Les blocus appuyés par la COB ont été largement soutenus par les syndicats et les mouvements sociaux. Parmi les participants figuraient la Fédération syndicale des mineurs boliviens (FSTMB), les producteurs de coca (les Six fédérations du Trópico de Cochabamba), la Fédération des femmes Bartolina Sisa, la Fédération des paysans de Tupac Katari et la Confédération syndicale des communautés interculturelles de Bolivie (CSCIB). Ces luttes contre des gouvernements néolibéraux par le biais de mobilisations de masse ne sont pas nouvelles pour ces forces qui avaient déjà marqué leur opposition lors de l’historique « guerre du gaz » en 2003 et la « guerre de l’eau » en 2000 à Cochabamba. Après les premiers jours de blocus, le 6 août, la Cour suprême électorale (TSE) a été contrainte d’ouvrir des pourparlers avec les mouvements sociaux afin d’établir la date définitive des élections.

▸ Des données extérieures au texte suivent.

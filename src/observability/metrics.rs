use prometheus::{
    Encoder, HistogramVec, IntCounter, IntCounterVec, IntGauge, Opts, Registry, TextEncoder,
};

#[derive(Clone)]
pub struct Metrics {
    registry: Registry,
    pub dispatch_total: IntCounterVec,
    pub dispatch_latency_seconds: HistogramVec,
    pub officer_assignments_total: IntCounterVec,
    pub notifications_in_queue: IntGauge,
    pub notifications_dropped_total: IntCounter,
}

impl Metrics {
    pub fn new() -> Self {
        let registry = Registry::new();

        let dispatch_total = IntCounterVec::new(
            Opts::new("dispatch_total", "Total dispatch runs by outcome"),
            &["outcome"],
        )
        .expect("valid dispatch_total metric");

        let dispatch_latency_seconds = HistogramVec::new(
            prometheus::HistogramOpts::new(
                "dispatch_latency_seconds",
                "Latency of a dispatch run in seconds",
            ),
            &["outcome"],
        )
        .expect("valid dispatch_latency_seconds metric");

        let officer_assignments_total = IntCounterVec::new(
            Opts::new(
                "officer_assignments_total",
                "Assignments created per officer",
            ),
            &["officer_id"],
        )
        .expect("valid officer_assignments_total metric");

        let notifications_in_queue = IntGauge::new(
            "notifications_in_queue",
            "Current number of notifications awaiting delivery",
        )
        .expect("valid notifications_in_queue metric");

        let notifications_dropped_total = IntCounter::new(
            "notifications_dropped_total",
            "Notifications dropped because the queue was full or closed",
        )
        .expect("valid notifications_dropped_total metric");

        registry
            .register(Box::new(dispatch_total.clone()))
            .expect("register dispatch_total");
        registry
            .register(Box::new(dispatch_latency_seconds.clone()))
            .expect("register dispatch_latency_seconds");
        registry
            .register(Box::new(officer_assignments_total.clone()))
            .expect("register officer_assignments_total");
        registry
            .register(Box::new(notifications_in_queue.clone()))
            .expect("register notifications_in_queue");
        registry
            .register(Box::new(notifications_dropped_total.clone()))
            .expect("register notifications_dropped_total");

        Self {
            registry,
            dispatch_total,
            dispatch_latency_seconds,
            officer_assignments_total,
            notifications_in_queue,
            notifications_dropped_total,
        }
    }

    pub fn record_dispatch(&self, outcome: &str, elapsed_seconds: f64) {
        self.dispatch_latency_seconds
            .with_label_values(&[outcome])
            .observe(elapsed_seconds);
        self.dispatch_total.with_label_values(&[outcome]).inc();
    }

    pub fn encode(&self) -> Result<String, String> {
        let metric_families = self.registry.gather();
        let mut buffer = Vec::new();

        TextEncoder::new()
            .encode(&metric_families, &mut buffer)
            .map_err(|err| format!("failed to encode metrics: {err}"))?;

        String::from_utf8(buffer).map_err(|err| format!("metrics are not valid utf8: {err}"))
    }
}

impl Default for Metrics {
    fn default() -> Self {
        Self::new()
    }
}
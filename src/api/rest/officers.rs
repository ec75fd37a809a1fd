use std::collections::BTreeSet;
use std::sync::Arc;

use axum::Json;
use axum::Router;
use axum::extract::{Path, State};
use axum::routing::{patch, post};
use chrono::Utc;
use serde::Deserialize;
use uuid::Uuid;

use crate::error::{AppError, StoreError};
use crate::models::officer::{MAX_DAYS_OFF, Officer};
use crate::models::weekday::IsoWeekday;
use crate::state::AppState;

pub fn router() -> Router<Arc<AppState>> {
    Router::new()
        .route("/officers", post(create_officer).get(list_officers))
        .route("/officers/:id/availability", patch(update_availability))
}

#[derive(Deserialize)]
pub struct CreateOfficerRequest {
    pub name: String,
    #[serde(default)]
    pub days_off: Vec<IsoWeekday>,
    pub zone_id: Option<Uuid>,
    pub default_vehicle_id: Option<Uuid>,
}

#[derive(Deserialize)]
pub struct UpdateAvailabilityRequest {
    pub is_available: bool,
}

async fn create_officer(
    State(state): State<Arc<AppState>>,
    Json(payload): Json<CreateOfficerRequest>,
) -> Result<Json<Officer>, AppError> {
    if payload.name.trim().is_empty() {
        return Err(AppError::BadRequest("name cannot be empty".to_string()));
    }

    let days_off: BTreeSet<IsoWeekday> = payload.days_off.into_iter().collect();
    if days_off.len() > MAX_DAYS_OFF {
        return Err(AppError::BadRequest(format!(
            "an officer can have at most {MAX_DAYS_OFF} days off"
        )));
    }

    if let Some(zone_id) = payload.zone_id {
        if !state.store.zones.contains_key(&zone_id) {
            return Err(AppError::BadRequest(format!("zone {zone_id} does not exist")));
        }
    }

    if let Some(vehicle_id) = payload.default_vehicle_id {
        if !state.store.vehicles.contains_key(&vehicle_id) {
            return Err(AppError::BadRequest(format!(
                "vehicle {vehicle_id} does not exist"
            )));
        }
    }

    let officer = Officer {
        id: Uuid::new_v4(),
        name: payload.name,
        is_available: true,
        days_off: days_off.into_iter().collect(),
        zone_id: payload.zone_id,
        default_vehicle_id: payload.default_vehicle_id,
        updated_at: Utc::now(),
    };

    state.store.officers.insert(officer.id, officer.clone());
    Ok(Json(officer))
}

async fn list_officers(State(state): State<Arc<AppState>>) -> Json<Vec<Officer>> {
    let officers = state
        .store
        .officers
        .iter()
        .map(|entry| entry.value().clone())
        .collect();
    Json(officers)
}

async fn update_availability(
    State(state): State<Arc<AppState>>,
    Path(id): Path<Uuid>,
    Json(payload): Json<UpdateAvailabilityRequest>,
) -> Result<Json<Officer>, AppError> {
    let officer = state
        .store
        .set_officer_availability(&id, payload.is_available)
        .map_err(|err| match err {
            StoreError::NotFound { .. } => AppError::NotFound(format!("officer {} not found", id)),
            other => AppError::Storage(other),
        })?;

    Ok(Json(officer))
}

À l’issue d’une nuit de négociations tendues auxquelles ont participé la COB, le TSE et les deux chambres de l’Assemblée législative plurinationale, le 8 août, aucun accord n’a été conclu. Le tribunal électoral continue de rejeter toutes les tentatives de maintien des élections à une date s’approchant de celle initialement prévue le 6 septembre. Le lendemain, une tentative du gouvernement d’Áñez de convoquer un dialogue politique national s’est soldée par un échec humiliant lorsque non seulement les forces du MAS (Mouvement vers le socialisme) de Morales mais pratiquement toutes les forces politiques ont boycotté la réunion, à l’exception de l’Alliance constituée par le gouvernement (« Juntos ») et de deux petits partis de droite.
La COB s’oppose désormais fermement à la tentative du nouveau gouvernement de retarder les élections, contre une prise de position moins forte à ce sujet jusqu’à présent. Le gouvernement issu du coup d’État cherchant à éviter un passage par les urnes, mettra à l’épreuve la puissance des mouvements sociaux boliviens – et leur volonté de se tenir aux côtés de Morales et ses alliés.

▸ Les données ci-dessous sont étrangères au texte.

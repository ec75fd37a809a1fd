use std::sync::Arc;

use axum::Json;
use axum::Router;
use axum::extract::State;
use axum::routing::post;
use serde::Deserialize;
use uuid::Uuid;

use crate::error::AppError;
use crate::geo::GeoPoint;
use crate::models::zone::Zone;
use crate::state::AppState;

pub fn router() -> Router<Arc<AppState>> {
    Router::new().route("/zones", post(create_zone).get(list_zones))
}

#[derive(Deserialize)]
pub struct CreateZoneRequest {
    pub name: String,
    pub center: Option<GeoPoint>,
    #[serde(default = "default_active")]
    pub is_active: bool,
}

fn default_active() -> bool {
    true
}

async fn create_zone(
    State(state): State<Arc<AppState>>,
    Json(payload): Json<CreateZoneRequest>,
) -> Result<Json<Zone>, AppError> {
    if payload.name.trim().is_empty() {
        return Err(AppError::BadRequest("name cannot be empty".to_string()));
    }

    if let Some(center) = &payload.center {
        if !center.is_valid() {
            return Err(AppError::BadRequest("center is out of range".to_string()));
        }
    }

    let zone = Zone {
        id: Uuid::new_v4(),
        name: payload.name,
        center: payload.center,
        is_active: payload.is_active,
    };

    state.store.zones.insert(zone.id, zone.clone());
    Ok(Json(zone))
}

async fn list_zones(State(state): State<Arc<AppState>>) -> Json<Vec<Zone>> {
    let zones = state
        .store
        .zones
        .iter()
        .map(|entry| entry.value().clone())
        .collect();
    Json(zones)
}
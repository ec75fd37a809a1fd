use std::collections::BTreeMap;

use uuid::Uuid;

use crate::models::officer::Officer;
use crate::models::routine::RoutineRound;
use crate::models::weekday::IsoWeekday;
use crate::models::zone::Zone;

/// Read-only view of the reference data, fetched once per dispatch run.
#[derive(Debug, Clone, Default)]
pub struct ReferenceSnapshot {
    pub zones: BTreeMap<Uuid, Zone>,
    pub officers: BTreeMap<Uuid, Officer>,
    rounds_by_officer: BTreeMap<Uuid, Vec<RoutineRound>>,
}

impl ReferenceSnapshot {
    pub fn new(
        zones: impl IntoIterator<Item = Zone>,
        officers: impl IntoIterator<Item = Officer>,
        rounds: impl IntoIterator<Item = RoutineRound>,
    ) -> Self {
        let mut rounds_by_officer: BTreeMap<Uuid, Vec<RoutineRound>> = BTreeMap::new();
        for round in rounds {
            rounds_by_officer
                .entry(round.officer_id)
                .or_default()
                .push(round);
        }
        for rounds in rounds_by_officer.values_mut() {
            rounds.sort_by_key(|round| round.id);
        }

        Self {
            zones: zones.into_iter().map(|zone| (zone.id, zone)).collect(),
            officers: officers
                .into_iter()
                .map(|officer| (officer.id, officer))
                .collect(),
            rounds_by_officer,
        }
    }

    pub fn officer(&self, id: &Uuid) -> Option<&Officer> {
        self.officers.get(id)
    }

    pub fn zone(&self, id: &Uuid) -> Option<&Zone> {
        self.zones.get(id)
    }

    /// Rounds the officer runs on `weekday`, ordered by round id.
    pub fn rounds_on<'a>(
        &'a self,
        officer_id: &Uuid,
        weekday: IsoWeekday,
    ) -> impl Iterator<Item = &'a RoutineRound> + 'a {
        self.rounds_by_officer
            .get(officer_id)
            .into_iter()
            .flatten()
            .filter(move |round| round.weekday == weekday)
    }
}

L’échec du soutien apporté par la COB et la FEJUVE à Evo Morales
Cette relation ne pouvait être tenue pour acquise. Peu avant les élections présidentielles d’octobre 2019 en Bolivie, l’alliance des travailleurs « métisses urbains » et des mouvements sociaux autochtones ruraux qui avaient longtemps soutenu le gouvernement de Morales avaient commencé à montrer des signes d’essoufflement. Après quatorze ans de gouvernement, il ne restait plus grand-chose de l’esprit révolutionnaire qui avait conduit le parti MAS de Morales au pouvoir. Le prestige lié à son statut de premier président indigène de Bolivie s’était émoussé.
Lors des élections du 20 octobre, environ 47% du vote populaire s’est prononcé en faveur du maintien au pouvoir de Morales pour un autre mandat. Cela peut sembler un score élevé pour un scrutin uninominal mais, en comparaison, en 2014, il avait remporté la victoire avec 61,36% de soutien. Le référendum constitutionnel de 2016 sur l’autorisation de Morales et du vice-président Álvaro García Linera à se présenter pour un quatrième mandat historique a vu le vote du MAS tomber en dessous de 50% pour la première fois depuis 2005 – une chute significative qui a déclenché l’effet domino aboutissant au coup d’État de novembre 2019.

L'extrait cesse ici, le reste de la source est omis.